How many of us really think that that plain slice bread really is the greatest thing? For most of us, adding meat, cheese, creamy spreads or, hey, even edible flowers can make a significant improvement. The Achieving a Better Life Experience (ABLE) account is a great thing for people with disabilities as has been since its release in 2014, but a few additions could make it much better still.
Frequently, I give talks at high schools about benefits and special-needs planning. The audience often comprises primarily of transition-age students in special education along with their parents. These students are likely to fit the ABLE demographic. Since they are receiving-special education supports, it is likely (though not assured) that they will meet the Social Security definition of having a disability. Since they are age 14-21, their disability clearly started before age 26. At the same time, while helping these students to open an ABLE account may be good preparation for the future, it is mostly their parents who will be contributing, since the students, being in school, hardly work and don’t earn or save much just yet.
Over the past few weeks, though, I gave two workshops on ABLE accounts to audiences that comprised primarily working-age adults who live more independently and whose disabilities were more physical than developmental.
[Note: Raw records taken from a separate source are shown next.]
use super::*;
use system_ui::{
    Icon, IconName, IconSize, WindowBody, WindowControlButton, WindowControls, WindowFrame,
    WindowTitle, WindowTitleBar,
};

use crate::model::{PointerPosition, ViewportSize, WindowId};

#[cfg(target_arch = "wasm32")]
fn try_set_pointer_capture(ev: &web_sys::PointerEvent) {
    if let Some(target) = ev.current_target() {
        if let Ok(element) = target.dyn_into::<web_sys::Element>() {
            let _ = element.set_pointer_capture(ev.pointer_id());
        }
    }
}

#[cfg(not(target_arch = "wasm32"))]
fn try_set_pointer_capture(_: &web_sys::PointerEvent) {}

fn event_inside_button(ev: &web_sys::Event) -> bool {
    event_target_element(ev)
        .and_then(|element| element.closest("button").ok().flatten())
        .is_some()
}

/// Any press on the frame, control buttons included, raises an inactive window.
fn frame_press_action(window_id: WindowId, is_active: bool) -> Option<DesktopAction> {
    (!is_active).then_some(DesktopAction::FocusWindow { window_id })
}

/// Only a primary press on bare title-bar chrome starts a drag.
fn title_bar_press_action(
    window_id: WindowId,
    button: i16,
    on_button: bool,
    pointer: PointerPosition,
) -> Option<DesktopAction> {
    (button == 0 && !on_button).then_some(DesktopAction::BeginDrag { window_id, pointer })
}

/// Double-clicks that land on a control button are that button's clicks, not a maximize gesture.
fn title_bar_double_click_action(window_id: WindowId, on_button: bool) -> Option<DesktopAction> {
    (!on_button).then_some(DesktopAction::MaximizeWindow { window_id })
}

#[component]
pub(super) fn DesktopWindow(
    window_id: WindowId,
    viewport: Memo<ViewportSize>,
) -> impl IntoView {
    let runtime = use_desktop_runtime();

    let window = create_memo(move |_| runtime.state.get().window(window_id).cloned());
    let is_active = Signal::derive(move || runtime.state.get().active_window_id == Some(window_id));
    let is_minimized =
        Signal::derive(move || window.get().map(|w| w.is_minimized).unwrap_or(false));
    let is_maximized =
        Signal::derive(move || window.get().map(|w| w.is_maximized).unwrap_or(false));
    let title = Signal::derive(move || window.get().map(|w| w.title).unwrap_or_default());
    let style = Signal::derive(move || {
        window
            .get()
            .map(|w| compositor::frame_style(&w, viewport.get()))
            .unwrap_or_default()
    });
    let app_type = window_id.app_type;

    let focus = Callback::new(move |_: web_sys::PointerEvent| {
        if let Some(action) = frame_press_action(window_id, is_active.get_untracked()) {
            runtime.dispatch_action(action);
        }
    });
    let begin_drag = Callback::new(move |ev: web_sys::PointerEvent| {
        let Some(action) = title_bar_press_action(
            window_id,
            ev.button(),
            event_inside_button(&ev),
            pointer_from_pointer_event(&ev),
        ) else {
            return;
        };
        try_set_pointer_capture(&ev);
        ev.prevent_default();
        ev.stop_propagation();
        runtime.dispatch_action(action);
    });
    let title_bar_double_click = Callback::new(move |ev: web_sys::MouseEvent| {
        if let Some(action) = title_bar_double_click_action(window_id, event_inside_button(&ev)) {
            runtime.dispatch_action(action);
        }
    });
    let toggle_maximize = Callback::new(move |_: web_sys::MouseEvent| {
        runtime.dispatch_action(DesktopAction::MaximizeWindow { window_id });
    });

    view! {
        <WindowFrame
            id=window_id.dom_id()
            style=style
            aria_label=title
            focused=is_active
            minimized=is_minimized
            maximized=is_maximized
            on_pointerdown=focus
        >
            <WindowTitleBar on_pointerdown=begin_drag on_dblclick=title_bar_double_click>
                <WindowTitle>
                    <Icon icon=apps::app_icon(app_type) size=IconSize::Sm />
                    <span>{move || title.get()}</span>
                </WindowTitle>
                <WindowControls>
                    <WindowControlButton
                        icon=IconName::WindowMinimize
                        aria_label="Minimize window"
                        on_click=Callback::new(move |_| {
                            runtime.dispatch_action(DesktopAction::MinimizeWindow { window_id });
                        })
                    />
                    {move || {
                        let (icon, label) = if is_maximized.get() {
                            (IconName::WindowRestore, "Restore window")
                        } else {
                            (IconName::WindowMaximize, "Maximize window")
                        };
                        view! {
                            <WindowControlButton icon=icon aria_label=label on_click=toggle_maximize />
                        }
                    }}
                    <WindowControlButton
                        icon=IconName::Dismiss
                        aria_label="Close window"
                        on_click=Callback::new(move |_| {
                            runtime.dispatch_action(DesktopAction::CloseWindow { window_id });
                        })
                    />
                </WindowControls>
            </WindowTitleBar>
            <WindowBody>{apps::render_app_contents(app_type)}</WindowBody>
        </WindowFrame>
    }
}
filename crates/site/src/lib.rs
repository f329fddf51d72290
mod web_app;

pub use web_app::{DesktopEntry, SiteApp};

#[cfg(all(feature = "csr", target_arch = "wasm32"))]
pub fn mount() {
    console_error_panic_hook::set_once();
    leptos::mount_to_body(|| leptos::view! { <SiteApp /> })
}
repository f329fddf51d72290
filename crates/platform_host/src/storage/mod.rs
//! Durable storage contracts.

pub mod prefs;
Such adults are often the ones who are most in need of a vehicle like ABLE. Frequently, they make use of personal support and homecare services that are funded through Medicaid waivers and need to maintain eligibility for these waivers in order to keep their support. They also have the skill and education to qualify for higher-than-minimum-wage jobs, so they have more disposable income to save; and they have had more years and more ways to accumulate assets.
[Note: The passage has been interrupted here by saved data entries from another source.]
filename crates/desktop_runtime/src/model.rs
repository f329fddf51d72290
use std::fmt;
use std::str::FromStr;

use serde::{Deserialize, Serialize};
use thiserror::Error;

/// Height of the taskbar band reserved at the bottom of the viewport.
pub const TASKBAR_HEIGHT_PX: i32 = 64;
pub const INITIAL_Z_INDEX: u32 = 1000;
pub const INITIAL_WINDOW_COUNTER: u64 = 1;

#[derive(Debug, Clone, Copy, PartialEq, Eq, PartialOrd, Ord, Hash, Serialize, Deserialize)]
#[serde(rename_all = "kebab-case")]
pub enum AppType {
    AboutMe,
    Projects,
    SkillsDashboard,
    NetworkMonitor,
    Contact,
    Terminal,
    Games,
    DisplayOptions,
}

impl AppType {
    pub const ALL: [AppType; 8] = [
        Self::AboutMe,
        Self::Projects,
        Self::SkillsDashboard,
        Self::NetworkMonitor,
        Self::Contact,
        Self::Terminal,
        Self::Games,
        Self::DisplayOptions,
    ];

    pub const fn as_str(self) -> &'static str {
        match self {
            Self::AboutMe => "about-me",
            Self::Projects => "projects",
            Self::SkillsDashboard => "skills-dashboard",
            Self::NetworkMonitor => "network-monitor",
            Self::Contact => "contact",
            Self::Terminal => "terminal",
            Self::Games => "games",
            Self::DisplayOptions => "display-options",
        }
    }
}

impl fmt::Display for AppType {
    fn fmt(&self, f: &mut fmt::Formatter<'_>) -> fmt::Result {
        f.write_str(self.as_str())
    }
}

#[derive(Debug, Error, Clone, PartialEq, Eq)]
#[error("unknown application type `{0}`")]
pub struct UnknownAppType(pub String);

impl FromStr for AppType {
    type Err = UnknownAppType;

    fn from_str(raw: &str) -> Result<Self, Self::Err> {
        let raw = raw.trim();
        Self::ALL
            .into_iter()
            .find(|app_type| app_type.as_str() == raw)
            .ok_or_else(|| UnknownAppType(raw.to_string()))
    }
}

/// Window identity: the application type plus a serial from the global window counter.
#[derive(Debug, Clone, Copy, PartialEq, Eq, Hash, Serialize, Deserialize)]
pub struct WindowId {
    pub app_type: AppType,
    pub serial: u64,
}

impl fmt::Display for WindowId {
    fn fmt(&self, f: &mut fmt::Formatter<'_>) -> fmt::Result {
        write!(f, "{}-{}", self.app_type, self.serial)
    }
}

impl WindowId {
    /// DOM id of the window frame element.
    pub fn dom_id(self) -> String {
        format!("window-{self}")
    }
}

#[derive(Debug, Clone, Copy, PartialEq, Eq, Default, Serialize, Deserialize)]
pub struct WindowPosition {
    pub x: i32,
    pub y: i32,
}

#[derive(Debug, Clone, Copy, PartialEq, Eq, Default, Serialize, Deserialize)]
pub struct WindowSize {
    pub width: i32,
    pub height: i32,
}

#[derive(Debug, Clone, Copy, PartialEq, Eq, Serialize, Deserialize)]
pub struct ViewportSize {
    pub width: i32,
    pub height: i32,
}

impl Default for ViewportSize {
    fn default() -> Self {
        Self {
            width: 1024,
            height: 768,
        }
    }
}

#[derive(Debug, Clone, Copy, PartialEq, Eq, Serialize, Deserialize)]
pub struct PointerPosition {
    pub x: i32,
    pub y: i32,
}

#[derive(Debug, Clone, PartialEq, Eq, Serialize, Deserialize)]
pub struct WindowRecord {
    pub id: WindowId,
    pub app_type: AppType,
    pub title: String,
    pub is_open: bool,
    pub is_minimized: bool,
    pub is_maximized: bool,
    pub position: WindowPosition,
    pub size: WindowSize,
    pub z_index: u32,
}

/// Authoritative window registry snapshot. `windows` is kept in insertion order.
#[derive(Debug, Clone, PartialEq, Eq, Serialize, Deserialize)]
pub struct DesktopState {
    pub windows: Vec<WindowRecord>,
    pub active_window_id: Option<WindowId>,
    pub next_z_index: u32,
    pub window_counter: u64,
    pub start_menu_open: bool,
}

impl Default for DesktopState {
    fn default() -> Self {
        Self {
            windows: Vec::new(),
            active_window_id: None,
            next_z_index: INITIAL_Z_INDEX,
            window_counter: INITIAL_WINDOW_COUNTER,
            start_menu_open: false,
        }
    }
}

impl DesktopState {
    pub fn window(&self, window_id: WindowId) -> Option<&WindowRecord> {
        self.windows.iter().find(|w| w.id == window_id)
    }

    pub fn open_window_for(&self, app_type: AppType) -> Option<&WindowRecord> {
        self.windows
            .iter()
            .find(|w| w.app_type == app_type && w.is_open)
    }
}

#[derive(Debug, Clone, PartialEq, Eq)]
pub struct OpenWindowRequest {
    pub app_type: AppType,
    pub title: Option<String>,
    pub position: Option<WindowPosition>,
    pub size: Option<WindowSize>,
}

impl OpenWindowRequest {
    pub fn new(app_type: AppType) -> Self {
        Self {
            app_type,
            title: None,
            position: None,
            size: None,
        }
    }
}

impl From<AppType> for OpenWindowRequest {
    fn from(app_type: AppType) -> Self {
        Self::new(app_type)
    }
}

#[derive(Debug, Clone, Copy, PartialEq, Eq, Default)]
pub enum DragState {
    #[default]
    Idle,
    Dragging {
        window_id: WindowId,
        /// Pointer position relative to the window's top-left corner at drag start.
        offset: PointerPosition,
    },
}

#[derive(Debug, Clone, PartialEq, Eq, Default)]
pub struct InteractionState {
    pub drag: DragState,
    /// Canvas size that open and resized windows are fitted into.
    pub viewport: ViewportSize,
}

#[cfg(test)]
mod tests {
    use pretty_assertions::assert_eq;

    use super::*;

    #[test]
    fn app_type_ids_round_trip_through_from_str() {
        for app_type in AppType::ALL {
            assert_eq!(app_type.as_str().parse::<AppType>(), Ok(app_type));
        }
        assert_eq!(
            "calculator".parse::<AppType>(),
            Err(UnknownAppType("calculator".to_string()))
        );
    }

    #[test]
    fn app_type_serde_uses_kebab_ids() {
        let json = serde_json::to_string(&AppType::SkillsDashboard).expect("serialize");
        assert_eq!(json, "\"skills-dashboard\"");
    }

    #[test]
    fn window_id_displays_as_type_and_serial() {
        let id = WindowId {
            app_type: AppType::AboutMe,
            serial: 1,
        };
        assert_eq!(id.to_string(), "about-me-1");
        assert_eq!(id.dom_id(), "window-about-me-1");
    }
}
The Tax Cuts and Jobs Act made several changes to ABLE accounts that already do benefit working adults. First, adults with disabilities who have an ABLE account and earned income may be eligible for the same Saver’s Tax Credit that formerly applied only to IRAs and other retirement-plan contributions. Now, single adults with earned income below $63,000/year will be eligible for a credit, ranging from 10% to 50% of their ABLE account contributions up to $2,000 or a maximum credit of $1,000. Second, adults with earned income, who do not contribute to their employer-sponsored retirement plan, will be able to contribute up to $12,000 from their earned income beyond the basic $15,000 limit that they or anyone else may contribute to ABLE from any source.
While these changes are laudable, a key drawback to ABLE for adults is the “age-of-onset” restriction, which has not changed. For some people, the disability starts after age 26 due to an accident, military service or a new medical or behavioral health condition. They clearly meet the ABLE definition of having a disability, but they are “too old” to open an ABLE account. If they do not work, they may need to retain SSI eligibility and whether they work or not, it is likely that they may need to retain Medicaid eligibility for either health care or waiver supports, but they cannot use ABLE To protect their eligibility. Raising the “age-of-onset” eligibility criterion to a higher age or eliminating the criterion altogether will significantly improve the efficacy and adoption rate for ABLE accounts.
An increase in the basic-annual-contribution limit of $15,000 would also improve ABLE and make it more attractive. A person with a disability who receives a large sum of money from a malpractice or divorce settlement or as an inheritance or gift cannot use an ABLE account to house those assets. Additionally, people, who become disabled as adults, may have accumulated their own assets but cannot use ABLE to house those assets unless they contribute them over several years and delay Medicaid access in the meantime. Some retirement assets may be excluded from Medicaid calculations under some conditions in some states; but the rules are complicated, and it would be a much cleaner solution if such assets could be rolled or transferred to an ABLE account, even if a tax adjustment was required. Of course, a first-party special-needs trust can house all of the above assets and protect benefit eligibility, but the person with the disability must cede control and ownership of the assets to the trust in order for that to work.
Currently, many states offer a tax deduction for contributions to 529 College Savings Plans. Providing a tax deduction for contributing to an ABLE (529 A) account might provide an additional incentive to contribute to ABLE for either people for whom the Saver’s credit is minimal or those who are contributing to an account for another.
There has been some talk about eliminating the payback provision from ABLE. This provision allows the option of recouping from a person’s ABLE after s/he has died an amount equivalent to the Medicaid funds spent on that person while s/he was alive. For other arrangements that hold assets and protect eligibility to benefits, namely special-needs trusts, Medicaid payback applies only to trusts funded by assets that belong to the Medicaid beneficiary and not to trusts funded by assets contributed by parents or others. This approach is not possible for ABLE, since a person can only have one ABLE account, which may receive funds both from the person with a disability, who owns the account and accesses Medicaid and also from family or friend. Because ABLE preserves eligibility to Medicaid and Medicaid waiver-funded support services, and because these services are often quite costly for states to provide, it is unlikely that the Medicaid payback provision will change.
There are many sandwich options that enhance the appeal of sliced bread. Some ABLE enhancements have already made it through the legislature, but the above-mentioned ones will generate a heartier appetite for ABLE.